Supplier highlights design, materials and recycling strategies for TPE applications
Waldkraiburg, Germany – Kraiburg TPE has set out its approach to improving the circularity of thermoplastic elastomers (TPE), identifying four core areas to address.
The areas include extending product lifecycles, increasing the use of alternative raw materials, designing for recyclability, and closing material loops, said a technical overview by Magdalena Michl, product management EMEA, and Andrea Winterstetter, circular economy manager at Kraiburg TPE.
At the centre of the approach is “design for sustainability,” which the company defined as addressing environmental impacts across the full product lifecycle,.
These include material selection, durability, recyclability and end-of-life treatment.
According to Kraiburg TPE, extending the service life of applications begins with selecting appropriate TPE grades and material quality.
Here, the company experts said early collaboration between component manufacturers and material suppliers is critical to meeting performance and durability requirements.
On raw materials, the company said TPE compounds increasingly incorporate recycled or bio-based content to reduce reliance on fossil resources.
These include post-industrial (PIR) and post-consumer (PCR) recycled materials, as well as mass-balanced feedstocks.
A combination of such materials allow manufacturers to “gradually reduce” fossil inputs while maintaining regulatory approvals, including in tightly regulated sectors such as food contact and medical applications.

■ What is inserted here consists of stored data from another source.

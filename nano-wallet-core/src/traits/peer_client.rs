//! Peer/session collaborator abstract Trait

use async_trait::async_trait;
use serde_json::Value;

use crate::error::CoreResult;
use crate::types::{ActivationRequest, ActiveSession, HttpMethod};

/// Peer Client Trait
///
/// Owns the active peer and the logged-in account on behalf of the core.
///
/// Platform implementation:
/// - App: `HttpPeerClient` (reqwest, via `nano-wallet-peer`)
#[async_trait]
pub trait PeerClient: Send + Sync {
    /// Activate a peer for the request's network and log the account in
    ///
    /// # Arguments
    /// * `request` - passphrase or public key plus target network
    ///
    /// # Returns
    /// * `Ok(session)` - the peer is active and the account is loaded
    /// * `Err(_)` - activation failed; the previous peer stays active
    async fn activate(&self, request: &ActivationRequest) -> CoreResult<ActiveSession>;

    /// Send a request to the currently active peer
    ///
    /// # Arguments
    /// * `method` - HTTP method
    /// * `path` - endpoint below `/api/` (e.g. `transactions`)
    /// * `params` - query parameters (GET) or JSON body (POST/PUT)
    async fn request_to_active_peer(
        &self,
        method: HttpMethod,
        path: &str,
        params: Value,
    ) -> CoreResult<Value>;
}
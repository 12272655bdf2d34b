//! Extension trait for segment-wise JSON access
//!
//! A segment addresses an object key or, on arrays, a decimal index. This is the single place
//! that knows how a path segment maps onto a `serde_json::Value`.

use serde_json::{Map, Value};

/// Extension trait for addressing a child value by path segment
pub trait SegmentAccess {
    /// Get the child addressed by `segment`
    fn get_segment<T: AsRef<str>>(&self, segment: T) -> Option<&Value>;

    /// Children as `(segment, value)` pairs, in record order
    ///
    /// Objects yield their keys, arrays their indices. Scalars have no children.
    fn segments(&self) -> Vec<(String, &Value)>;

    /// Whether the builder can navigate into this value
    fn is_navigable(&self) -> bool;
}

impl SegmentAccess for Value {
    fn get_segment<T: AsRef<str>>(&self, segment: T) -> Option<&Self> {
        match self {
            Self::Object(map) => map.get_segment(segment),
            Self::Array(items) => segment
                .as_ref()
                .parse::<usize>()
                .ok()
                .and_then(|index| items.get(index)),
            _ => None,
        }
    }

    fn segments(&self) -> Vec<(String, &Self)> {
        match self {
            Self::Object(map) => map.segments(),
            Self::Array(items) => items
                .iter()
                .enumerate()
                .map(|(index, item)| (index.to_string(), item))
                .collect(),
            _ => Vec::new(),
        }
    }

    fn is_navigable(&self) -> bool { matches!(self, Self::Array(_) | Self::Object(_)) }
}

impl SegmentAccess for Map<String, Value> {
    fn get_segment<T: AsRef<str>>(&self, segment: T) -> Option<&Value> {
        self.get(segment.as_ref())
    }

    fn segments(&self) -> Vec<(String, &Value)> {
        self.iter().map(|(key, value)| (key.clone(), value)).collect()
    }

    fn is_navigable(&self) -> bool {
        // A Map is always a JSON object
        true
    }
}

#[cfg(test)]
mod tests {
    use serde_json::json;

    use super::*;

    #[test]
    fn test_get_segment_by_key_and_index() {
        let value = json!({"name": "John", "tags": ["a", "b"]});
        assert_eq!(value.get_segment("name"), Some(&json!("John")));
        assert_eq!(
            value.get_segment("tags").and_then(|tags| tags.get_segment("1")),
            Some(&json!("b"))
        );
        assert_eq!(value.get_segment("missing"), None);
        assert_eq!(json!(3).get_segment("x"), None);
    }

    #[test]
    fn test_segments_keep_record_order() {
        let value = json!({"zeta": 1, "alpha": {"x": 1}, "tags": [true]});
        let keys: Vec<String> = value.segments().into_iter().map(|(key, _)| key).collect();
        assert_eq!(keys, ["zeta", "alpha", "tags"]);

        let navigable: Vec<String> = value
            .segments()
            .into_iter()
            .filter(|(_, child)| child.is_navigable())
            .map(|(key, _)| key)
            .collect();
        assert_eq!(navigable, ["alpha", "tags"]);
        assert!(!Value::Null.is_navigable());
    }
}
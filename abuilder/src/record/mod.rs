//! The shared record a builder session mutates
//!
//! One [`RecordHandle`] per session. Every dispatcher, facade and terminal result holds a clone
//! of the same handle, so a write through any of them is visible through all others.

mod access;
mod path;

use std::cell::RefCell;
use std::rc::Rc;

pub use access::SegmentAccess;
use error_stack::ResultExt;
pub use path::{FieldPath, deep_get, deep_set};
use serde::Serialize;
use serde::de::DeserializeOwned;
use serde_json::Value;

use crate::error::{Error, Result};

/// Reference-counted handle to the single mutable record of a session
///
/// Cloning the handle never copies the record. Two sessions built from clones of one handle
/// share the record and observe each other's writes.
#[derive(Debug, Clone, Default)]
pub struct RecordHandle(Rc<RefCell<Value>>);

impl RecordHandle {
    /// Wrap `value` as a new session record
    #[must_use]
    pub fn new(value: Value) -> Self { Self(Rc::new(RefCell::new(value))) }

    /// Serialize a typed default record into a new session record
    ///
    /// # Errors
    ///
    /// Returns [`Error::Serialization`] if `value` cannot be represented as JSON.
    pub fn from_serialize<T: Serialize>(value: &T) -> Result<Self> {
        serde_json::to_value(value)
            .change_context(Error::cannot("serialize default record", "not representable as JSON"))
            .map(Self::new)
    }

    /// A copy of the current record state
    #[must_use]
    pub fn snapshot(&self) -> Value { self.0.borrow().clone() }

    /// A copy of the value at `path`, or `None` when absent
    #[must_use]
    pub fn get(&self, path: &FieldPath) -> Option<Value> { deep_get(&self.0.borrow(), path).cloned() }

    /// Write `value` at `path`, see [`deep_set`]
    ///
    /// # Errors
    ///
    /// Propagates the [`deep_set`] errors; the record is unchanged on error.
    pub fn set(&self, path: &FieldPath, value: Value) -> Result<()> {
        deep_set(&mut self.0.borrow_mut(), path, value)
    }

    /// Deserialize the current record state into `T`
    ///
    /// # Errors
    ///
    /// Returns [`Error::Serialization`] if the record does not match `T`.
    pub fn deserialize<T: DeserializeOwned>(&self) -> Result<T> {
        serde_json::from_value(self.snapshot()).change_context(Error::cannot(
            "deserialize record",
            std::any::type_name::<T>(),
        ))
    }

    /// Whether both handles refer to the same record
    #[must_use]
    pub fn ptr_eq(&self, other: &Self) -> bool { Rc::ptr_eq(&self.0, &other.0) }
}

impl From<Value> for RecordHandle {
    fn from(value: Value) -> Self { Self::new(value) }
}

impl PartialEq<Value> for RecordHandle {
    fn eq(&self, other: &Value) -> bool { *self.0.borrow() == *other }
}

#[cfg(test)]
mod tests {
    #![allow(clippy::expect_used, reason = "tests fail loudly on unexpected state")]

    use serde::Deserialize;
    use serde_json::json;

    use super::*;

    #[derive(Debug, PartialEq, Serialize, Deserialize)]
    struct Address {
        street: String,
        zip:    String,
    }

    #[test]
    fn test_clones_share_one_record() {
        let handle = RecordHandle::new(json!({"name": "John"}));
        let alias = handle.clone();

        alias
            .set(&FieldPath::parse("name"), json!("Jane"))
            .expect("write should succeed");

        assert!(handle.ptr_eq(&alias));
        assert_eq!(handle, json!({"name": "Jane"}));
        assert_eq!(handle.get(&FieldPath::parse("name")), Some(json!("Jane")));
    }

    #[test]
    fn test_snapshot_is_detached() {
        let handle = RecordHandle::new(json!({"age": 30}));
        let before = handle.snapshot();
        handle
            .set(&FieldPath::parse("age"), json!(31))
            .expect("write should succeed");

        assert_eq!(before, json!({"age": 30}));
        assert_eq!(handle.snapshot(), json!({"age": 31}));
    }

    #[test]
    fn test_typed_round_trip() {
        let handle = RecordHandle::from_serialize(&Address {
            street: "123 Main St".to_string(),
            zip:    "12345".to_string(),
        })
        .expect("struct should serialize");

        handle
            .set(&FieldPath::parse("street"), json!("456 Elm"))
            .expect("write should succeed");

        let address: Address = handle.deserialize().expect("record should still be an Address");
        assert_eq!(address.street, "456 Elm");
        assert_eq!(address.zip, "12345");
    }

    #[test]
    fn test_deserialize_mismatch_is_reported() {
        let handle = RecordHandle::new(json!({"street": 1}));
        let report = handle
            .deserialize::<Address>()
            .expect_err("number is not a street name");
        assert!(matches!(report.current_context(), Error::Serialization(_)));
    }
}
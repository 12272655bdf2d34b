//! The path dispatcher
//!
//! A [`Dispatcher`] is a position in an unbounded virtual call tree. [`Dispatcher::at`] only
//! extends the path; [`Dispatcher::invoke`] resolves the path once against the helper tree and
//! the record, and yields a [`Dispatch`].
//!
//! Every dispatcher of a session shares one [`RecordHandle`] and one helper tree. Nodes are
//! never mutated after creation; each accepted call hands back a fresh root.

mod resolution;

use std::fmt::Debug;
use std::rc::Rc;

use resolution::Resolution;
use serde_json::Value;

use crate::constants::TERMINAL_METHOD;
use crate::error::Error;
use crate::helpers::HelperTree;
use crate::record::{FieldPath, RecordHandle};
use crate::surface::BuilderSurface;

/// A node of the virtual call tree: the shared record, the shared helpers and a path
#[derive(Clone)]
pub struct Dispatcher {
    record:  RecordHandle,
    helpers: Option<Rc<HelperTree>>,
    path:    FieldPath,
}

impl Dispatcher {
    /// A root node (empty path) over `record`
    ///
    /// Without helpers this is the surface a helper factory sees: generated mutators,
    /// navigation and `build`, but no helper entries.
    pub(crate) const fn root(record: RecordHandle, helpers: Option<Rc<HelperTree>>) -> Self {
        Self {
            record,
            helpers,
            path: FieldPath::root(),
        }
    }

    /// Access property `segment`: a new node one level deeper
    ///
    /// Never fails and has no side effects. `segment` is kept whole, even if it contains `.`.
    #[must_use]
    pub fn at(&self, segment: impl Into<String>) -> Self {
        Self {
            record:  self.record.clone(),
            helpers: self.helpers.clone(),
            path:    self.path.child(segment),
        }
    }

    /// Access a dotted chain of properties at once (`work.department.location`)
    #[must_use]
    pub fn navigate(&self, dotted: &str) -> Self {
        FieldPath::parse(dotted)
            .iter()
            .fold(self.clone(), |node, segment| node.at(segment.as_str()))
    }

    /// Invoke this node with `args`
    ///
    /// Resolution order:
    /// 1. a helper at this path runs with `args`, then the chain continues from a fresh root
    /// 2. a last segment of `build` yields the shared record
    /// 3. a `with...` last segment writes `args[0]` (or `null`) to the decoded field, then the
    ///    chain continues from a fresh root
    /// 4. anything else is a no-op yielding [`Dispatch::Unrecognized`]
    ///
    /// A mutator whose write fails (missing intermediate, bad index, empty field name) is also
    /// a no-op yielding [`Dispatch::Unrecognized`].
    pub fn invoke(&self, args: &[Value]) -> Dispatch {
        let resolution = Resolution::of(&self.path, self.helpers.as_deref());
        tracing::trace!(
            path = %self.path,
            resolution = resolution.kind(),
            args = args.len(),
            "dispatching"
        );

        match resolution {
            Resolution::Helper(helper) => {
                let root = self.fresh_root();
                helper(&root, args);
                Dispatch::Chain(root)
            }
            Resolution::Terminal => Dispatch::Terminal(self.record.clone()),
            Resolution::Mutator { target } => {
                let value = args.first().cloned().unwrap_or(Value::Null);
                match self.record.set(&target, value) {
                    Ok(()) => Dispatch::Chain(self.fresh_root()),
                    Err(report) => {
                        tracing::debug!(
                            path = %self.path,
                            target = %target,
                            "mutator ignored: {report:?}"
                        );
                        Dispatch::Unrecognized
                    }
                }
            }
            Resolution::EmptyField => {
                let error = Error::EmptyFieldName(self.path.to_string());
                tracing::debug!(path = %self.path, "mutator ignored: {error}");
                Dispatch::Unrecognized
            }
            Resolution::Unrecognized => {
                tracing::debug!(path = %self.path, "unrecognized invocation");
                Dispatch::Unrecognized
            }
        }
    }

    /// Access `name`, then invoke it with `args`
    pub fn call(&self, name: impl Into<String>, args: &[Value]) -> Dispatch {
        self.at(name).invoke(args)
    }

    /// Invoke `build` at this node
    ///
    /// A helper registered at `<path>.build` takes priority, as for any other name.
    pub fn build(&self) -> Dispatch { self.call(TERMINAL_METHOD, &[]) }

    /// The path taken to reach this node
    #[must_use]
    pub const fn path(&self) -> &FieldPath { &self.path }

    /// The session record
    #[must_use]
    pub const fn record(&self) -> &RecordHandle { &self.record }

    /// Whether this node sees a helper tree
    #[must_use]
    pub const fn has_helpers(&self) -> bool { self.helpers.is_some() }

    /// What can be called from this node, derived from the record and the helper tree
    #[must_use]
    pub fn surface(&self) -> BuilderSurface {
        BuilderSurface::describe(&self.record, self.helpers.as_deref(), &self.path)
    }

    fn fresh_root(&self) -> Self { Self::root(self.record.clone(), self.helpers.clone()) }
}

impl Debug for Dispatcher {
    fn fmt(&self, f: &mut std::fmt::Formatter<'_>) -> std::fmt::Result {
        f.debug_struct("Dispatcher")
            .field("path", &self.path.to_string())
            .field("helpers", &self.helpers)
            .finish_non_exhaustive()
    }
}

/// Outcome of invoking a [`Dispatcher`]
#[must_use]
#[derive(Debug, Clone)]
pub enum Dispatch {
    /// The call was accepted; continue from this fresh root
    Chain(Dispatcher),
    /// `build` was reached; the shared record itself, not a copy
    Terminal(RecordHandle),
    /// Nothing happened
    Unrecognized,
}

impl Dispatch {
    /// The continuation, if the call was accepted
    #[must_use]
    pub fn chain(self) -> Option<Dispatcher> {
        match self {
            Self::Chain(dispatcher) => Some(dispatcher),
            Self::Terminal(_) | Self::Unrecognized => None,
        }
    }

    /// The record, if `build` was reached
    #[must_use]
    pub fn terminal(self) -> Option<RecordHandle> {
        match self {
            Self::Terminal(record) => Some(record),
            Self::Chain(_) | Self::Unrecognized => None,
        }
    }

    /// A copy of the record, if `build` was reached
    #[must_use]
    pub fn into_value(self) -> Option<Value> { self.terminal().map(|record| record.snapshot()) }

    /// Whether the call was accepted and the chain continues
    #[must_use]
    pub const fn is_chain(&self) -> bool { matches!(self, Self::Chain(_)) }

    /// Whether `build` was reached
    #[must_use]
    pub const fn is_terminal(&self) -> bool { matches!(self, Self::Terminal(_)) }

    /// Whether the call was a no-op
    #[must_use]
    pub const fn is_unrecognized(&self) -> bool { matches!(self, Self::Unrecognized) }

    /// Continue the chain with a property access
    ///
    /// An ended chain stays ended: a terminal or unrecognized result yields
    /// [`Dispatch::Unrecognized`].
    pub fn at(self, segment: impl Into<String>) -> Self {
        match self {
            Self::Chain(dispatcher) => Self::Chain(dispatcher.at(segment)),
            Self::Terminal(_) | Self::Unrecognized => Self::Unrecognized,
        }
    }

    /// Continue the chain with a dotted property access, see [`Dispatcher::navigate`]
    pub fn navigate(self, dotted: &str) -> Self {
        match self {
            Self::Chain(dispatcher) => Self::Chain(dispatcher.navigate(dotted)),
            Self::Terminal(_) | Self::Unrecognized => Self::Unrecognized,
        }
    }

    /// Continue the chain with an invocation of the current node
    pub fn invoke(self, args: &[Value]) -> Self {
        match self {
            Self::Chain(dispatcher) => dispatcher.invoke(args),
            Self::Terminal(_) | Self::Unrecognized => Self::Unrecognized,
        }
    }

    /// Continue the chain with a call, see [`Dispatcher::call`]
    pub fn call(self, name: impl Into<String>, args: &[Value]) -> Self {
        match self {
            Self::Chain(dispatcher) => dispatcher.call(name, args),
            Self::Terminal(_) | Self::Unrecognized => Self::Unrecognized,
        }
    }

    /// Continue the chain with `build`, see [`Dispatcher::build`]
    pub fn build(self) -> Self {
        match self {
            Self::Chain(dispatcher) => dispatcher.build(),
            Self::Terminal(_) | Self::Unrecognized => Self::Unrecognized,
        }
    }
}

Kraiburg TPE also pointed to the importance of “design for recycling,” noting that TPEs can be reprocessed through standard thermoplastic methods.
This enables in-process recycling at the manufacturing stage, with multiple studies examining the effects of regrind addition on material performance and processing behaviour.
At end of life, pure TPE materials can be remelted and reused.
However, the company noted that TPEs are typically used in smaller volumes than major polyolefins such as polypropylene (PP) or polyethylene (PE), meaning dedicated recycling streams are largely absent.
To address this, Kraiburg TPE cited a joint research with the cyclos-HTP Institute examining the recyclability of styrenic TPEs (TPS) within established polyolefin waste streams.
The study assessed whether selected TPS materials could be processed alongside PP or HDPE and the impact on recyclate quality.
The results showed that a number of Kraiburg TPE TPS grades are “co-recyclable” within existing PP and HDPE streams, allowing them to be processed together without the need for separate collection systems.
The company said this finding could support broader recycling compatibility for TPE-containing components.
Beyond compatibility studies, Kraiburg TPE said closing TPE material loops requires direct involvement from material suppliers.
As part of this effort, the company has developed its “Loop TPE” programme.
Under the initiative, customers can return production waste such as sprues for reprocessing into recycling-based TPE compounds tailored to specific applications.
According to the company, the programme aims to reduce waste, lower the use of virgin raw materials and establish closed-loop solutions in the absence of established post-consumer TPE recycling streams.
Kraiburg TPE concluded that thermoplastic elastomers have “significant potential” in circular material strategies, but said progress depends on collaboration across the value chain.
Among others, the compounder noted that component manufacturers and material suppliers should collaborate to develop recycling-oriented solutions.